The next election is due in May 2030.

==Elections==

Since the last boundary changes in 2018 the council has comprised 45 councillors representing 17 wards, with each ward electing two or three councillors. Elections are held every four years.

== Wards ==

The wards of Bexley and the number of seats:

1. Barnehurst (2)
2. Belvedere (3)
3. Bexleyheath (3)
4. Blackfen & Lamorbey (3)
5. Blendon & Penhill (3)
6. Crayford (3)
7. Crook Log (3)
8. East Wickham (3)
9. Erith (2)
10. Falconwood & Welling (3)
11. Longlands (2)
12. Northumberland Heath (2)
13. Sidcup (3)
14. Slade Green & Northend (2)
15. St Mary's & St James (2)
16. Thamesmead East (3)
17. West Heath (3)

==Premises==
The council is based at the Civic Offices on Watling Street in Bexleyheath. The building was completed in 1989 as the headquarters of Woolwich Building Society. The council moved into the building in 2014.

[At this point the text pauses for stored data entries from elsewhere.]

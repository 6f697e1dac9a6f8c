use std::collections::{BTreeMap, HashSet};

use sluice_body::BodyRegistry;
use sluice_config::{FiringPolicy, NodeDef, NodeType as ConfigNodeType, WorkflowDef};
use sluice_workflow::{
  ConfigurationError, InputBinding, Namespace, Node, NodeKind, OutputBinding, Workflow,
};
use tracing::debug;

use crate::options::ResolverOptions;

/// Resolver transforms a WorkflowDef into a compiled Workflow.
pub trait Resolver: Send + Sync {
  /// Resolve a workflow definition into a compiled workflow.
  ///
  /// This process:
  /// 1. Names anonymous nodes and rejects duplicate names
  /// 2. Binds every node-local name to an absolute flow path
  /// 3. Checks every body name against the registry
  /// 4. Validates that every consumed path has a producer
  fn resolve(&self, def: &WorkflowDef) -> Result<Workflow, ConfigurationError>;
}

/// Standard resolver implementation that checks bodies against a registry.
pub struct StandardResolver<R: BodyRegistry> {
  registry: R,
  options: ResolverOptions,
}

/// Raw boundary of one workflow level: key -> declared path.
type Boundary<'a> = BTreeMap<String, &'a str>;

impl<R: BodyRegistry> StandardResolver<R> {
  /// Create a new resolver with the given body registry.
  pub fn new(registry: R) -> Self {
    Self::with_options(registry, ResolverOptions::default())
  }

  pub fn with_options(registry: R, options: ResolverOptions) -> Self {
    Self { registry, options }
  }

  /// Resolve one workflow level. `nested` levels are composite bodies whose
  /// inflows must all be consumed.
  fn resolve_level(
    &self,
    name: &str,
    namespace: Namespace,
    nodes: &[NodeDef],
    inflows: &Boundary<'_>,
    outflows: &Boundary<'_>,
    nested: bool,
  ) -> Result<Workflow, ConfigurationError> {
    if name.is_empty() {
      return Err(ConfigurationError::EmptyName {
        what: "workflow".to_string(),
      });
    }

    let mut names = HashSet::new();
    let mut resolved_nodes = Vec::with_capacity(nodes.len());
    for (index, node_def) in nodes.iter().enumerate() {
      let node_name = if node_def.name.is_empty() {
        format!("node_{}", index + 1)
      } else {
        node_def.name.clone()
      };

      if !names.insert(node_name.clone()) {
        return Err(ConfigurationError::DuplicateNode {
          workflow: name.to_string(),
          node: node_name,
        });
      }

      resolved_nodes.push(self.resolve_node(name, &namespace, node_name, node_def)?);
    }

    let resolve_boundary = |boundary: &Boundary<'_>| {
      boundary
        .iter()
        .map(|(key, raw)| Ok((key.clone(), namespace.resolve_external(raw)?)))
        .collect::<Result<BTreeMap<_, _>, ConfigurationError>>()
    };

    let workflow = Workflow {
      name: name.to_string(),
      inflows: resolve_boundary(inflows)?,
      outflows: resolve_boundary(outflows)?,
      namespace,
      nodes: resolved_nodes,
    };

    self.validate_flows(&workflow, nested)?;
    Ok(workflow)
  }

  /// Resolve a single node definition into a compiled node.
  fn resolve_node(
    &self,
    workflow_name: &str,
    namespace: &Namespace,
    node_name: String,
    node_def: &NodeDef,
  ) -> Result<Node, ConfigurationError> {
    self.validate_bindings(&node_name, node_def)?;

    let inputs = node_def
      .inflows
      .iter()
      .map(|(label, inflow)| {
        Ok(InputBinding {
          label: label.clone(),
          path: namespace.resolve(&node_name, inflow.path())?,
          receive_once: inflow.receive_once(),
          optional: inflow.is_optional(),
          default: inflow.default_value().cloned(),
        })
      })
      .collect::<Result<Vec<_>, ConfigurationError>>()?;

    let outputs = node_def
      .outflows
      .iter()
      .map(|(label, outflow)| {
        Ok(OutputBinding {
          label: label.clone(),
          path: namespace.resolve(&node_name, outflow.path())?,
          nullable: outflow.nullable(),
        })
      })
      .collect::<Result<Vec<_>, ConfigurationError>>()?;

    let kind = match &node_def.node_type {
      ConfigNodeType::Leaf { body } => {
        if self.registry.get(body).is_none() {
          return Err(ConfigurationError::UnknownBody {
            node: node_name,
            body: body.clone(),
          });
        }
        NodeKind::Leaf { body: body.clone() }
      }
      ConfigNodeType::Composite { nodes } => {
        // Composite binding keys name the nested workflow's boundary.
        let child_inflows: Boundary<'_> = node_def
          .inflows
          .keys()
          .map(|key| (key.clone(), key.as_str()))
          .collect();
        let child_outflows: Boundary<'_> = node_def
          .outflows
          .keys()
          .map(|key| (key.clone(), key.as_str()))
          .collect();

        let nested = self.resolve_level(
          &node_name,
          namespace.nested(workflow_name, &node_name),
          nodes,
          &child_inflows,
          &child_outflows,
          true,
        )?;
        NodeKind::Composite {
          workflow: Box::new(nested),
        }
      }
    };

    let sequence_len = node_def.sequences.values().next().map(|s| s.len() as u64);
    let firing_limit = match (node_def.firing, sequence_len) {
      (FiringPolicy::Once, Some(len)) => Some(len.min(1)),
      (FiringPolicy::Repeatable, Some(len)) => Some(len),
      (FiringPolicy::Once, None) => Some(1),
      (FiringPolicy::Repeatable, None) if inputs.is_empty() => Some(1),
      (FiringPolicy::Repeatable, None) => None,
    };

    Ok(Node {
      name: node_name,
      kind,
      inputs,
      outputs,
      types: node_def.types.clone(),
      constants: node_def.constants.clone(),
      sequences: node_def.sequences.clone(),
      state: node_def.state.clone(),
      firing_limit,
    })
  }

  /// Check that constants, sequences, state and inflows bind distinct labels
  /// and that all sequences have the same length.
  fn validate_bindings(&self, node_name: &str, node_def: &NodeDef) -> Result<(), ConfigurationError> {
    let conflict = |label: &String| ConfigurationError::BindingConflict {
      node: node_name.to_string(),
      label: label.clone(),
    };

    for label in node_def.constants.keys() {
      if node_def.inflows.contains_key(label) || node_def.sequences.contains_key(label) {
        return Err(conflict(label));
      }
    }
    for label in node_def.sequences.keys() {
      if node_def.inflows.contains_key(label) {
        return Err(conflict(label));
      }
    }
    for label in node_def.state.keys() {
      if node_def.inflows.contains_key(label)
        || node_def.constants.contains_key(label)
        || node_def.sequences.contains_key(label)
      {
        return Err(conflict(label));
      }
    }

    let mut lengths = node_def.sequences.iter();
    if let Some((_, first)) = lengths.next() {
      for (label, values) in lengths {
        if values.len() != first.len() {
          return Err(ConfigurationError::SequenceLength {
            node: node_name.to_string(),
            label: label.clone(),
            expected: first.len(),
            actual: values.len(),
          });
        }
      }
    }

    Ok(())
  }

  /// Validate producer/consumer pairing at one workflow level.
  fn validate_flows(&self, workflow: &Workflow, nested: bool) -> Result<(), ConfigurationError> {
    let graph = workflow.graph();

    for node in &workflow.nodes {
      // Optional inputs may be left unwired.
      for input in node.required_inputs() {
        if graph.producers(&input.path).is_empty() {
          return Err(ConfigurationError::UnresolvedInflow {
            workflow: workflow.name.clone(),
            node: node.name.clone(),
            label: input.label.clone(),
            path: input.path.to_string(),
          });
        }
      }
    }

    for (key, path) in &workflow.outflows {
      if graph.producers(path).is_empty() {
        return Err(ConfigurationError::UnresolvedOutflow {
          workflow: workflow.name.clone(),
          key: key.clone(),
          path: path.to_string(),
        });
      }
    }

    if nested {
      for (key, path) in &workflow.inflows {
        if graph.consumers(path).is_empty() {
          return Err(ConfigurationError::UnconsumedInflow {
            workflow: workflow.name.clone(),
            key: key.clone(),
            path: path.to_string(),
          });
        }
      }
    }

    if self.options.strict_producers
      && let Some((path, producers)) = graph.duplicate_producers().next()
    {
      return Err(ConfigurationError::DuplicateProducer {
        workflow: workflow.name.clone(),
        path: path.to_string(),
        producers: producers.iter().map(ToString::to_string).collect(),
      });
    }

    Ok(())
  }
}

impl<R: BodyRegistry> Resolver for StandardResolver<R> {
  fn resolve(&self, def: &WorkflowDef) -> Result<Workflow, ConfigurationError> {
    let inflows: Boundary<'_> = def
      .inflows
      .iter()
      .map(|(key, path)| (key.clone(), path.as_str()))
      .collect();
    let outflows: Boundary<'_> = def
      .outflows
      .iter()
      .map(|(key, path)| (key.clone(), path.as_str()))
      .collect();

    let workflow = self.resolve_level(
      &def.name,
      Namespace::top(),
      &def.nodes,
      &inflows,
      &outflows,
      false,
    )?;

    debug!(
      workflow = %workflow.name,
      nodes = workflow.nodes.len(),
      "workflow resolved"
    );
    Ok(workflow)
  }
}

When the modern council was created in 1965, its functions had been divided between the buildings inherited from its predecessors at Erith Town Hall, Crayford Town Hall, Sidcup Place, and Oak House on Broadway in Bexleyheath. Oak House was subsequently demolished and a new building called Civic Offices was built on the site, opening in 1980. The Broadway building remained the council's headquarters until 2014, and has since been redeveloped.